Lasst das einen Moment wirken. Eure Überzeugungen übers Altern scheinen zu beeinflussen, ob ihr tatsächlich besser altert.
Das Klischee, das buchstäblich unsere Körper formt
Dr. Levy hat Jahre damit verbracht, was sie "Stereotyp- Verkörperungstheorie" nennt — die Idee, dass Klischees übers Altern, die wir von der Gesellschaft aufsaugen (aus Medien, Werbung, von gut gemeinten Verwandten), tatsächlich Teil unserer eigenen Denkweise werden und echte biologische Auswirkungen haben können.
Frühere Forschungen ihres Teams haben gezeigt: Negative Altersüberzeugungen hängen zusammen mit schlechterem Gedächtnis, langsamerem Gehen, höherem Herz-Kreislauf-Risiko und sogar Biomarkern, die mit Alzheimer assoziiert werden.
Diese neue Studie dreht das Ganze um: Positive Altersüberzeugungen korrelieren mit echten Verbesserungen.
Das ist nicht nur Genesung von Krankheit
Ich glaube, einer der wichtigsten Funde ist dieser: Die Verbesserungen passierten nicht nur bei Leuten, die mit Problemen gestartet sind. Selbst Teilnehmer, die mit normaler geistiger und körperlicher Funktion in die Studie gestartet sind, haben sich häufig über die Zeit verbessert.
Das widerspricht der Idee, dass Zugewinne im späteren Leben einfach nur "Zurückholen" nach einer Krankheit sind. Das waren echte Verbesserungen bei Menschen, denen es bereits gut ging. Das ist eine völlig andere Geschichte als Rehabilitation.
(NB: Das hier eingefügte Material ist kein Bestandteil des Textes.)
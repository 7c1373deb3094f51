use std::collections::HashMap;

use crate::{GtfsFeed, NoticeContainer, NoticeSeverity, ValidationNotice, Validator};

const CODE_TRIP_DISTANCE_EXCEEDS_SHAPE_DISTANCE: &str = "trip_distance_exceeds_shape_distance";
const CODE_TRIP_DISTANCE_EXCEEDS_SHAPE_DISTANCE_BELOW_THRESHOLD: &str =
    "trip_distance_exceeds_shape_distance_below_threshold";
const DISTANCE_THRESHOLD_METERS: f64 = 11.1;

#[derive(Debug, Default)]
pub struct TripAndShapeDistanceValidator;

impl Validator for TripAndShapeDistanceValidator {
    fn name(&self) -> &'static str {
        "trip_shape_distance"
    }

    fn validate(&self, feed: &GtfsFeed, notices: &mut NoticeContainer) {
        let shapes = match &feed.shapes {
            Some(shapes) => shapes,
            None => return,
        };

        let mut stops_by_id: HashMap<&str, &gtfs_model::Stop> = HashMap::new();
        for stop in &feed.stops.rows {
            let stop_id = stop.stop_id.trim();
            if stop_id.is_empty() {
                continue;
            }
            stops_by_id.insert(stop_id, stop);
        }

        for trip in feed.trips.rows.iter() {
            let trip_id = trip.trip_id.trim();
            if trip_id.is_empty() {
                continue;
            }
            let shape_id = match trip.shape_id.as_ref() {
                Some(shape_id) => shape_id.trim(),
                None => continue,
            };
            if shape_id.is_empty() {
                continue;
            }
            let row_indices = match feed.index.stop_times_by_trip.get(trip_id) {
                Some(row_indices) if !row_indices.is_empty() => row_indices,
                _ => continue,
            };
            let last_stop_time = &feed.stop_times.rows[*row_indices.last().unwrap()];
            if last_stop_time.stop_id.trim().is_empty() {
                continue;
            }
            let stop = match stops_by_id.get(last_stop_time.stop_id.trim()) {
                Some(stop) => *stop,
                None => continue,
            };
            let (Some(stop_lat), Some(stop_lon)) = (stop.stop_lat, stop.stop_lon) else {
                continue;
            };

            let max_stop_time_dist = last_stop_time.shape_dist_traveled.unwrap_or(0.0);

            let mut max_shape: Option<&gtfs_model::Shape> = None;
            let mut max_shape_dist = 0.0;
            for shape in shapes
                .rows
                .iter()
                .filter(|shape| shape.shape_id.trim() == shape_id)
            {
                let dist = shape.shape_dist_traveled.unwrap_or(0.0);
                if max_shape.is_none() || dist > max_shape_dist {
                    max_shape = Some(shape);
                    max_shape_dist = dist;
                }
            }
            let max_shape = match max_shape {
                Some(shape) => shape,
                None => continue,
            };
            if max_shape_dist == 0.0 {
                continue;
            }

            let distance_meters = haversine_meters(
                max_shape.shape_pt_lat,
                max_shape.shape_pt_lon,
                stop_lat,
                stop_lon,
            );

            if max_stop_time_dist > max_shape_dist {
                let (code, severity, message) = if distance_meters > DISTANCE_THRESHOLD_METERS {
                    (
                        CODE_TRIP_DISTANCE_EXCEEDS_SHAPE_DISTANCE,
                        NoticeSeverity::Error,
                        "trip distance exceeds shape distance",
                    )
                } else {
                    (
                        CODE_TRIP_DISTANCE_EXCEEDS_SHAPE_DISTANCE_BELOW_THRESHOLD,
                        NoticeSeverity::Warning,
                        "trip distance exceeds shape distance (below threshold)",
                    )
                };
                let mut notice = ValidationNotice::new(code, severity, message);
                notice.insert_context_field("tripId", trip_id);
                notice.insert_context_field("shapeId", shape_id);
                notice.insert_context_field("maxTripDistanceTraveled", max_stop_time_dist);
                notice.insert_context_field("maxShapeDistanceTraveled", max_shape_dist);
                notice.insert_context_field("geoDistanceToShape", distance_meters);
                notice.field_order = vec![
                    "tripId".to_string(),
                    "shapeId".to_string(),
                    "maxTripDistanceTraveled".to_string(),
                    "maxShapeDistanceTraveled".to_string(),
                    "geoDistanceToShape".to_string(),
                ];
                notices.push(notice);
            }
        }
    }
}

fn haversine_meters(lat1: f64, lon1: f64, lat2: f64, lon2: f64) -> f64 {
    let radius_meters = 6_371_000.0;
    let lat1_rad = lat1.to_radians();
    let lat2_rad = lat2.to_radians();
    let delta_lat = (lat2 - lat1).to_radians();
    let delta_lon = (lon2 - lon1).to_radians();

    let a = (delta_lat / 2.0).sin().powi(2)
        + lat1_rad.cos() * lat2_rad.cos() * (delta_lon / 2.0).sin().powi(2);
    let c = 2.0 * a.sqrt().atan2((1.0 - a).sqrt());
    radius_meters * c
}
Was das für uns alle bedeutet
Schaut, ich will euch hier nicht erzählen, dass ihr Altern mit positivem Denken allein umkehren könnt. Das wäre lächerlich, und das sagen auch die Forscher nicht.
Aber was diese Studie nahelegt: Es gibt oft "Reserven für Verbesserung im späteren Leben" — und weil Überzeugungen veränderbar sind, eröffnen sich Möglichkeiten für Eingriffe auf individueller und gesellschaftlicher Ebene.
Stellt euch vor, was passieren könnte, wenn wir aufhören würden, ältere Erwachsenen — und uns selbst! — mit der Botschaft zu überschütten, dass Altern Abbau bedeutet. Was, wenn wir andere Geschichten erzählen würden über das, was möglich ist?
Ich bin wirklich begeistert von Forschung wie dieser, weil sie die Erzählung in Frage stellt, die wir alle verinnerlicht haben — dass unsere besten Jahre hinter uns liegen, sobald wir ein bestimmtes Alter erreichen. Vielleicht ist das wahre Geheimnis für gutes Altern nicht nur Bewegung und Kreuzworträtsel (obwohl die wahrscheinlich auch helfen). Vielleicht geht es auch darum, was wir für möglich halten.
Ich werde auf jeden Fall das nächste Mal darüber nachdenken, wenn jemand einen "over the hill"-Witz zum Geburtstag macht. Danke, aber bei dem speziellen Humor mache ich nicht mit.
Was denkt ihr? Verändert diese Forschung, wie ihr über Altern denkt? Ich würde mich freuen, von euch in den Kommentaren zu hören.